2015 – Coronary heart disease
Title: Hot flushes and night sweats are associated with coronary heart disease risk in midlife: a longitudinal study
Published: BJOG, Volume122, Issue11, October 2015, Pages 1560-1567
Authors: G.C.M. Herber-Gast, W.J. Brown, G.D. Mishra
The purpose of this study was to investigate associations between vasomotor menopausal symptoms (VMS), i.e. hot flushes and night sweats, and the incidence of coronary heart disease (CHD).
A prospective cohort study.
Setting and population
11 725 women, aged 45–50 years at baseline in 1996, were followed up at 3-year intervals for 14 years.

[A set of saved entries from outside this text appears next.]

pub mod notification;
pub mod opportunity;
pub mod profile;
pub mod roadmap;
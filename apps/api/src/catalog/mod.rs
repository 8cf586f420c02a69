// Static catalogue: job postings, certification offerings, announcements.

pub mod handlers;
pub mod notifications;
pub mod opportunities;
//! Capture-side validation. Runs before a profile is written to its slot.
//!
//! Empty fields are always rejected. In strict mode, values outside the offered
//! options are rejected too; the resolver stays total either way.

use serde::Deserialize;

use crate::errors::AppError;
use crate::models::profile::{Interest, Profile, Qualification};

#[derive(Debug, Deserialize)]
pub struct CaptureRequest {
    #[serde(default)]
    pub qualification: String,
    #[serde(default)]
    pub interest: String,
}

pub fn validate_capture(req: &CaptureRequest, strict: bool) -> Result<Profile, AppError> {
    let qualification = req.qualification.trim();
    let interest = req.interest.trim();

    if qualification.is_empty() || interest.is_empty() {
        return Err(AppError::Validation(
            "Please complete the form: both qualification and interest area are required."
                .to_string(),
        ));
    }

    if strict {
        if Qualification::from_value(qualification).is_none() {
            return Err(AppError::Validation(format!(
                "Unknown qualification '{qualification}'. Expected one of: {}",
                allowed(Qualification::ALL.iter().map(Qualification::as_str))
            )));
        }
        if Interest::from_value(interest).is_none() {
            return Err(AppError::Validation(format!(
                "Unknown interest '{interest}'. Expected one of: {}",
                allowed(Interest::ALL.iter().map(Interest::as_str))
            )));
        }
    }

    Ok(Profile::new(qualification, interest))
}

fn allowed<'a>(values: impl Iterator<Item = &'a str>) -> String {
    values.collect::<Vec<_>>().join(", ")
}

#[cfg(test)]
mod tests {
    use super::*;

    fn req(qualification: &str, interest: &str) -> CaptureRequest {
        CaptureRequest {
            qualification: qualification.to_string(),
            interest: interest.to_string(),
        }
    }

    #[test]
    fn test_trims_and_accepts_known_values() {
        let profile = validate_capture(&req("  Diploma ", "Finance\n"), true).unwrap();
        assert_eq!(profile, Profile::new("Diploma", "Finance"));
    }

    #[test]
    fn test_empty_fields_rejected_in_both_modes() {
        for strict in [true, false] {
            assert!(matches!(
                validate_capture(&req("", "Finance"), strict),
                Err(AppError::Validation(_))
            ));
            assert!(matches!(
                validate_capture(&req("ITI", "   "), strict),
                Err(AppError::Validation(_))
            ));
        }
    }

    #[test]
    fn test_strict_mode_rejects_unknown_values() {
        let err = validate_capture(&req("XYZ", "Healthcare"), true).unwrap_err();
        match err {
            AppError::Validation(msg) => assert!(msg.contains("10th, 12th, ITI")),
            other => panic!("unexpected error: {other:?}"),
        }
        assert!(validate_capture(&req("Graduate", "Astrology"), true).is_err());
    }

    #[test]
    fn test_lenient_mode_passes_unknown_values_through() {
        let profile = validate_capture(&req("XYZ", "Astrology"), false).unwrap();
        assert_eq!(profile, Profile::new("XYZ", "Astrology"));
    }
}
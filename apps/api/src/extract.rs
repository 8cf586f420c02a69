//! Extractors whose rejections go through `AppError`, so malformed requests
//! get the same JSON error envelope as every other failure.

use axum::extract::{FromRequest, FromRequestParts};

use crate::errors::AppError;

/// `axum::Json` with rejections mapped to `AppError::Validation`.
#[derive(FromRequest)]
#[from_request(via(axum::Json), rejection(AppError))]
pub struct AppJson<T>(pub T);

/// `axum::extract::Query` with rejections mapped to `AppError::Validation`.
#[derive(FromRequestParts)]
#[from_request(via(axum::extract::Query), rejection(AppError))]
pub struct AppQuery<T>(pub T);
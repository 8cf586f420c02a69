use axum::Json;

use crate::catalog::notifications::notification_feed;
use crate::catalog::opportunities::{
    certification_offerings, job_postings, opportunity_catalog,
};
use crate::models::notification::NotificationFeed;
use crate::models::opportunity::{CertificationOffering, JobPosting, OpportunityCatalog};

/// GET /api/v1/opportunities
pub async fn handle_opportunities() -> Json<OpportunityCatalog> {
    Json(opportunity_catalog())
}

/// GET /api/v1/opportunities/jobs
pub async fn handle_jobs() -> Json<Vec<JobPosting>> {
    Json(job_postings())
}

/// GET /api/v1/opportunities/certifications
pub async fn handle_certifications() -> Json<Vec<CertificationOffering>> {
    Json(certification_offerings())
}

/// GET /api/v1/notifications
pub async fn handle_notifications() -> Json<NotificationFeed> {
    Json(notification_feed())
}
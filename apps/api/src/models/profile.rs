use serde::{Deserialize, Serialize};

/// The captured qualification + interest pair.
///
/// Both fields are free-form at this boundary. The roadmap resolver treats
/// anything outside the known options as a lookup miss, never as an error.
#[derive(Debug, Clone, PartialEq, Eq, Serialize, Deserialize)]
pub struct Profile {
    pub qualification: String,
    pub interest: String,
}

impl Profile {
    pub fn new(qualification: impl Into<String>, interest: impl Into<String>) -> Self {
        Self {
            qualification: qualification.into(),
            interest: interest.into(),
        }
    }
}

#[derive(Debug, Clone, Copy, PartialEq, Eq, Hash, Serialize, Deserialize)]
pub enum Qualification {
    #[serde(rename = "10th")]
    Tenth,
    #[serde(rename = "12th")]
    Twelfth,
    #[serde(rename = "ITI")]
    Iti,
    Diploma,
    Graduate,
}

impl Qualification {
    pub const ALL: [Qualification; 5] = [
        Qualification::Tenth,
        Qualification::Twelfth,
        Qualification::Iti,
        Qualification::Diploma,
        Qualification::Graduate,
    ];

    /// Exact, case-sensitive match against the stored value.
    pub fn from_value(value: &str) -> Option<Self> {
        Self::ALL.into_iter().find(|q| q.as_str() == value)
    }

    pub fn as_str(&self) -> &'static str {
        match self {
            Qualification::Tenth => "10th",
            Qualification::Twelfth => "12th",
            Qualification::Iti => "ITI",
            Qualification::Diploma => "Diploma",
            Qualification::Graduate => "Graduate",
        }
    }

    pub fn label(&self) -> &'static str {
        match self {
            Qualification::Tenth => "10th Grade",
            Qualification::Twelfth => "12th Grade",
            Qualification::Iti => "ITI (Industrial Training Institute)",
            Qualification::Diploma => "Diploma",
            Qualification::Graduate => "Graduate",
        }
    }
}

#[derive(Debug, Clone, Copy, PartialEq, Eq, Hash, Serialize, Deserialize)]
pub enum Interest {
    Technology,
    Healthcare,
    Finance,
    Mechanical,
    Hospitality,
}

impl Interest {
    pub const ALL: [Interest; 5] = [
        Interest::Technology,
        Interest::Healthcare,
        Interest::Finance,
        Interest::Mechanical,
        Interest::Hospitality,
    ];

    /// Exact, case-sensitive match against the stored value.
    pub fn from_value(value: &str) -> Option<Self> {
        Self::ALL.into_iter().find(|i| i.as_str() == value)
    }

    pub fn as_str(&self) -> &'static str {
        match self {
            Interest::Technology => "Technology",
            Interest::Healthcare => "Healthcare",
            Interest::Finance => "Finance",
            Interest::Mechanical => "Mechanical",
            Interest::Hospitality => "Hospitality",
        }
    }

    pub fn label(&self) -> &'static str {
        self.as_str()
    }
}

/// A selectable value with its display label.
#[derive(Debug, Clone, Serialize, PartialEq)]
pub struct ProfileOption {
    pub value: &'static str,
    pub label: &'static str,
}

#[derive(Debug, Clone, Serialize)]
pub struct ProfileOptions {
    pub qualifications: Vec<ProfileOption>,
    pub interests: Vec<ProfileOption>,
}

pub fn profile_options() -> ProfileOptions {
    ProfileOptions {
        qualifications: Qualification::ALL
            .iter()
            .map(|q| ProfileOption {
                value: q.as_str(),
                label: q.label(),
            })
            .collect(),
        interests: Interest::ALL
            .iter()
            .map(|i| ProfileOption {
                value: i.as_str(),
                label: i.label(),
            })
            .collect(),
    }
}
// Roadmap: static recommendation tables and the profile → roadmap resolver.
// The resolver is pure; only the handlers read the profile store.

pub mod handlers;
pub mod resolver;
pub mod tables;

pub use resolver::resolve;
//! Axum route handlers for the Roadmap API.

use axum::{
    extract::State,
    Json,
};
use tracing::debug;

use crate::errors::AppError;
use crate::extract::{AppJson, AppQuery};
use crate::models::profile::Profile;
use crate::models::roadmap::Roadmap;
use crate::profile::handlers::SessionQuery;
use crate::roadmap::resolve;
use crate::state::AppState;

/// GET /api/v1/roadmap
///
/// Reads the session's stored profile and resolves it fresh on every call.
/// No stored profile → 404 `NO_PROFILE`.
pub async fn handle_get_roadmap(
    State(state): State<AppState>,
    AppQuery(params): AppQuery<SessionQuery>,
) -> Result<Json<Roadmap>, AppError> {
    let profile = state
        .profiles
        .get(params.session_id)
        .await?
        .ok_or(AppError::ProfileMissing)?;

    debug!("Resolving roadmap for session {}", params.session_id);
    let steps = resolve(&profile);
    Ok(Json(Roadmap { profile, steps }))
}

/// POST /api/v1/roadmap/resolve
///
/// Resolves the posted profile without touching storage. Accepts any strings.
pub async fn handle_resolve(AppJson(profile): AppJson<Profile>) -> Json<Roadmap> {
    let steps = resolve(&profile);
    Json(Roadmap { profile, steps })
}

Self-reported VMS and incident CHD were measured at each survey.
Main outcome measure
We determined the association between VMS and CHD at the subsequent survey, using generalised estimating equation analysis, adjusting for time-varying covariates.
At baseline, 14% reported rarely, 17% reported sometimes, and 7% reported often having night sweats. During follow-up, 187 CHD events occurred. In the age-adjusted analysis, women who reported their frequency of experiencing hot flushes and night sweats as ‘often’ had a greater than two-fold increased odds of CHD (OR hot flushes 2.18, 95% CI 1.49–3.18; OR night sweats 2.38, 95% CI 1.62–3.50) compared with women with no symptoms (P trend < 0.001 for frequency of symptoms). Adjustment for menopausal status, lifestyle factors, body mass index, diabetes, and hypertension attenuated the associations (OR hot flushes 1.70, 95% CI 1.16–2.51, P trend = 0.01; OR night sweats 1.84, 95% CI 1.24–2.73), P trend = 0.004).
Women who report having hot flushes or night sweats ‘often’ have an increased risk of developing CHD over a period of 14 years, even after taking the effects of age, menopause status, lifestyle, and other chronic disease risk factors into account.